«Beaucoup de questions restent en suspens !»
Militaire à la retraite, Jean-Pierre Preira est chargé des affaires administratives au sein de l’Anfv du Joola. Sans détours, il évoque avec EnQuête, onze ans après, la difficile et douloureuse question de la gestion du dossier du naufrage du bateau le Joola.
Comment êtes-vous arrivé au sein de l’Association des familles des victimes du Joola ?
D’abord, je suis parent de victime. Ensuite ma communauté m’a chargé, sur demande du Gouverneur à l’époque, de représenter la communauté Manjaque et les ressortissants de la Guinée-Bissau dans le cadre du traitement des dossiers d’indemnisation parce que je maîtrise les cultures et les langues du sud.
Vous souvenez-vous d’une chose qui vous a fait mal au point de songer à jeter l'éponge ?
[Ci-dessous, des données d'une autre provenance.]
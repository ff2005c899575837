//! Translates Cursor's server-initiated exec requests into OpenAI
//! `tool_calls` and routes OpenAI tool results back into the matching
//! Cursor reply encoding. Grounded on `core/src/mcp_tool_call.rs`'s
//! begin/end event shape, generalized from "one kind of MCP call" to
//! Cursor's seven exec variants.

use cursor_protocol::ExecClientResult;
use cursor_protocol::ExecServerArgs;
use cursor_protocol::GrepResult;
use cursor_protocol::LsResult;
use cursor_protocol::McpResult;
use cursor_protocol::ReadResult;
use cursor_protocol::RequestContextResult;
use cursor_protocol::ShellResult;
use cursor_protocol::WriteResult;
use rand::Rng;
use serde_json::Value as JsonValue;
use serde_json::json;

/// One exec request registered while awaiting its OpenAI tool result.
#[derive(Debug, Clone)]
pub struct PendingExec {
    pub id: u32,
    pub exec_id: String,
    pub args: ExecServerArgs,
}

/// Builds the synthetic OpenAI tool-call id `sess_<sid>__call_<base>`. `base`
/// is sanitized to `[A-Za-z0-9]`, truncated to 32 characters; an empty
/// sanitized base falls back to a random hex string so two different exec
/// requests with no usable identifier still get distinct ids.
pub fn make_tool_call_id(session_id: &str, base: &str) -> String {
    let sanitized: String = base
        .chars()
        .filter(|c| c.is_ascii_alphanumeric())
        .take(32)
        .collect();
    let base = if sanitized.is_empty() {
        random_base()
    } else {
        sanitized
    };
    format!("sess_{session_id}__call_{base}")
}

fn random_base() -> String {
    let mut rng = rand::rng();
    (0..16)
        .map(|_| {
            let n: u8 = rng.random_range(0..16);
            std::char::from_digit(n as u32, 16).unwrap_or('0')
        })
        .collect()
}

/// Recovers the session id a synthetic tool-call id was minted under.
pub fn parse_session_id(tool_call_id: &str) -> Option<&str> {
    let rest = tool_call_id.strip_prefix("sess_")?;
    let (session_id, _) = rest.split_once("__call_")?;
    Some(session_id)
}

/// The OpenAI-facing tool name for a given exec request.
pub fn openai_tool_name(args: &ExecServerArgs) -> String {
    match args {
        ExecServerArgs::Shell { .. } => "bash".to_string(),
        ExecServerArgs::Read { .. } => "read".to_string(),
        ExecServerArgs::Ls { .. } => "list".to_string(),
        ExecServerArgs::Grep { is_glob, .. } => {
            if *is_glob { "glob" } else { "grep" }.to_string()
        }
        ExecServerArgs::Write { .. } => "write".to_string(),
        ExecServerArgs::Mcp { tool_name, .. } => tool_name.clone(),
        ExecServerArgs::RequestContext => "request_context".to_string(),
    }
}

/// The OpenAI tool-call `arguments` JSON for a given exec request.
pub fn openai_tool_arguments(args: &ExecServerArgs) -> JsonValue {
    match args {
        ExecServerArgs::Shell {
            command,
            description,
            workdir,
        } => {
            let mut obj = json!({ "command": command });
            if let Some(d) = description {
                obj["description"] = json!(d);
            }
            if let Some(w) = workdir {
                obj["workdir"] = json!(w);
            }
            obj
        }
        ExecServerArgs::Read { file_path } => json!({ "filePath": file_path }),
        ExecServerArgs::Ls { path } => json!({ "path": path }),
        ExecServerArgs::Grep { pattern, path, .. } => json!({ "pattern": pattern, "path": path }),
        ExecServerArgs::Write { file_path, content } => {
            json!({ "filePath": file_path, "content": content })
        }
        ExecServerArgs::Mcp { arguments, .. } => cursor_protocol::wire_to_json(arguments),
        ExecServerArgs::RequestContext => json!({}),
    }
}

/// Reconstructs the Cursor reply for a given exec type from the raw OpenAI
/// tool-result `content` string, per the per-type rules in §4.4.
pub fn result_from_tool_content(args: &ExecServerArgs, content: &str) -> ExecClientResult {
    match args {
        ExecServerArgs::Shell { .. } => ExecClientResult::Shell(shell_result_from_content(content)),
        ExecServerArgs::Read { .. } => ExecClientResult::Read(ReadResult {
            total_lines: content.split('\n').count() as u64,
            file_size: content.len() as u64,
            truncated: false,
            content: content.to_string(),
        }),
        ExecServerArgs::Ls { .. } => ExecClientResult::Ls(LsResult {
            files: content.to_string(),
        }),
        ExecServerArgs::Grep { .. } => ExecClientResult::Grep(GrepResult {
            matches: content.lines().filter(|l| !l.is_empty()).map(str::to_string).collect(),
        }),
        ExecServerArgs::Write { .. } => ExecClientResult::Write(write_result_from_content(content)),
        ExecServerArgs::Mcp { .. } => ExecClientResult::Mcp(mcp_result_from_content(content)),
        ExecServerArgs::RequestContext => ExecClientResult::RequestContext(RequestContextResult),
    }
}

fn shell_result_from_content(content: &str) -> ShellResult {
    if let Ok(parsed) = serde_json::from_str::<JsonValue>(content) {
        if parsed.is_object() {
            return ShellResult {
                command: String::new(),
                cwd: String::new(),
                stdout: parsed.get("stdout").and_then(|v| v.as_str()).unwrap_or("").to_string(),
                stderr: parsed.get("stderr").and_then(|v| v.as_str()).unwrap_or("").to_string(),
                exit_code: parsed.get("exitCode").and_then(|v| v.as_i64()).unwrap_or(0) as i32,
                truncated: parsed.get("truncated").and_then(|v| v.as_bool()).unwrap_or(false),
                exec_time_ms: parsed.get("executionTimeMs").and_then(|v| v.as_u64()).unwrap_or(0),
            };
        }
    }
    ShellResult {
        command: String::new(),
        cwd: String::new(),
        stdout: content.to_string(),
        stderr: String::new(),
        exit_code: 0,
        truncated: false,
        exec_time_ms: 0,
    }
}

fn write_result_from_content(content: &str) -> WriteResult {
    if let Ok(parsed) = serde_json::from_str::<JsonValue>(content) {
        if let Some(error) = parsed.get("error").and_then(|v| v.as_str()) {
            return WriteResult::Failure { error: error.to_string() };
        }
        if parsed.get("linesCreated").is_some() || parsed.get("fileSize").is_some() {
            return WriteResult::Success {
                lines_created: parsed.get("linesCreated").and_then(|v| v.as_u64()).unwrap_or(0),
                file_size: parsed.get("fileSize").and_then(|v| v.as_u64()).unwrap_or(0),
                file_content_after_write: parsed
                    .get("fileContentAfterWrite")
                    .and_then(|v| v.as_str())
                    .unwrap_or("")
                    .to_string(),
            };
        }
    }
    WriteResult::Success {
        lines_created: content.split('\n').count() as u64,
        file_size: content.len() as u64,
        file_content_after_write: content.to_string(),
    }
}

fn mcp_result_from_content(content: &str) -> McpResult {
    if let Ok(parsed) = serde_json::from_str::<JsonValue>(content) {
        if let Some(error) = parsed.get("error").and_then(|v| v.as_str()) {
            return McpResult::Failure { error: error.to_string() };
        }
    }
    McpResult::text(content)
}

#[cfg(test)]
mod tests {
    use super::*;
    use pretty_assertions::assert_eq;

    #[test]
    fn tool_call_id_round_trips_the_session_id() {
        let id = make_tool_call_id("abc123", "exec-7");
        assert_eq!(parse_session_id(&id), Some("abc123"));
        assert!(id.ends_with("__call_exec7"));
    }

    #[test]
    fn empty_base_falls_back_to_a_random_id() {
        let a = make_tool_call_id("sid", "!!!");
        let b = make_tool_call_id("sid", "!!!");
        assert_eq!(parse_session_id(&a), Some("sid"));
        assert_ne!(a, b, "two empty bases should not collide");
    }

    #[test]
    fn base_is_truncated_to_32_chars() {
        let long = "a".repeat(64);
        let id = make_tool_call_id("sid", &long);
        let base = id.strip_prefix("sess_sid__call_").unwrap();
        assert_eq!(base.len(), 32);
    }

    #[test]
    fn grep_becomes_glob_when_is_glob_is_set() {
        let args = ExecServerArgs::Grep {
            pattern: "*.rs".into(),
            path: ".".into(),
            is_glob: true,
        };
        assert_eq!(openai_tool_name(&args), "glob");
    }

    #[test]
    fn shell_result_falls_back_to_raw_stdout_on_non_json_content() {
        let args = ExecServerArgs::Shell {
            command: "echo hi".into(),
            description: None,
            workdir: None,
        };
        let ExecClientResult::Shell(r) = result_from_tool_content(&args, "hi\n") else {
            panic!("expected shell result");
        };
        assert_eq!(r.stdout, "hi\n");
        assert_eq!(r.exit_code, 0);
    }

    #[test]
    fn write_result_parses_error_as_failure() {
        let args = ExecServerArgs::Write {
            file_path: "/tmp/x".into(),
            content: "hi".into(),
        };
        let result = result_from_tool_content(&args, r#"{"error":"permission denied"}"#);
        assert_eq!(
            result,
            ExecClientResult::Write(WriteResult::Failure {
                error: "permission denied".into()
            })
        );
    }

    #[test]
    fn mcp_result_wraps_plain_text() {
        let args = ExecServerArgs::Mcp {
            tool_name: "search".into(),
            arguments: cursor_wire::Value::Null,
        };
        let result = result_from_tool_content(&args, "found 3 matches");
        assert_eq!(
            result,
            ExecClientResult::Mcp(McpResult::text("found 3 matches"))
        );
    }
}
Il ne m’est jamais arrivé de penser, une minute, qu’il faut abandonner. Mais je regrette que les choses ne se soient pas toujours déroulées comme nous le souhaitons au sein de l’association. J’ai surtout mal quand j’entends certaines personnes dire qu’il faut abandonner le dossier ; qu’il faut oublier. Je me dis que ceux-là n’ont pas bien compris ce qui s'est passé. Ce dossier est douloureux. C’est la plus grande catastrophe maritime de l'histoire. Quand j’ai suivi dans la presse internationale la commémoration du 11 septembre, j’ai senti à quel point l’Amérique est restée fidèle, ne serait-ce que par devoir, à la mémoire des disparus. L’Amérique refuse d’oublier ! Alors pourquoi au Sénégal des gens veulent que les familles oublient ?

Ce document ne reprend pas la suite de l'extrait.